At first, the family had wanted everything done, and we proceeded with the difficult central line placement. As her condition worsened despite its completion, the attending felt that she would not survive this acute illness, and even if she did, there would be very little quality of life. They reconvened, and there was discussion that perhaps the family needed to see what state she was in. I wasn’t there for the conversation with the family, but eventually they decided to let the patient pass without pursuing any more invasive tasks. As we continued rounding, I saw them from the periphery of my eyes and noticed three women holding hands in a circle praying. They stood there quietly for some time, and then they eventually came up to us and thanked us for letting her pass peacefully instead of prolonging the struggle.

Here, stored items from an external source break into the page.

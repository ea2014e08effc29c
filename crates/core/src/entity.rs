//! Entity trait: records identified by id rather than by their field values.

/// Stock records are replaced wholesale on every change; the id is what ties
/// a new snapshot to the one it supersedes.
pub trait Entity {
    type Id: Clone + Eq + core::hash::Hash + core::fmt::Debug + core::fmt::Display;

    fn id(&self) -> &Self::Id;

    /// True when `other` is a snapshot of the same entity, whatever its state.
    fn is_same_entity(&self, other: &Self) -> bool {
        self.id() == other.id()
    }
}

/// First entity in `entities` carrying `id`.
pub fn find_by_id<'a, E: Entity>(entities: &'a [E], id: &E::Id) -> Option<&'a E> {
    entities.iter().find(|e| e.id() == id)
}

/// Put `entity` in place of the snapshot with the same id, or append it.
///
/// Returns `true` when an existing snapshot was replaced.
pub fn upsert<E: Entity>(entities: &mut Vec<E>, entity: E) -> bool {
    match entities.iter_mut().find(|e| e.is_same_entity(&entity)) {
        Some(slot) => {
            *slot = entity;
            true
        }
        None => {
            entities.push(entity);
            false
        }
    }
}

In some parts of my mind, I wondered if our efforts should have been more focused on conveying the gravity of the situation with the family instead of trying to place the central line. From the start, her prognosis was not good, and the difficult placement only made the situation uglier. The impression that things were going to be done created a false sense of hope, and the uncertainty of the patient’s outcome led to the silence of her impending death. I think, if we had been more honest, maybe that conclusion would have been reached earlier. The fear of paternalism is very real here, and it was a juggle of time between saving the patient’s life and laying down the hard facts with the family. In these acute settings, there is no time to call the social worker or palliative care to talk about the separation of guilt and respecting wishes. There is no time to psychoanalyze the choices loved ones make in lieu of our patients. There is no time to weigh which one is a better choice: aggressively saving a life or having an in depth conversation with the family. Often, both is done in attempt to cover all bases.

It’s a strange notion, then, that most of us in the career of medicine do not wish this upon us. Too many times have I heard physicians or residents tell their loved ones that they don’t most things done if they decompensate. Knowing the procedures done and the grave aftermath, most of us do not want a potential life of severely diminished quality of life. It’s strange then, that we don’t convey this to our patients and their loved ones when it comes to deciding time.

Is it because we have seen too much? So much so that we think that when we are that ill, such suffering is not worth the risk? Is it because we’re afraid to break such finality? To aid in such a permanent decision that may result in irreversible regret? We know that we would not want this for ourselves because we know ourselves and our loved ones, but we don’t feel comfortable making that decision for others. Is it fair to allow them to not know better and make decisions without fully knowing the potential outcome? As physicians, we are trained to deal with not only life, but also death. While we have the responsibility to save lives and heal ailments, I believe we also have the role to guide out patients in the process of letting go.


That when the time comes, we know how to place quality over quantity.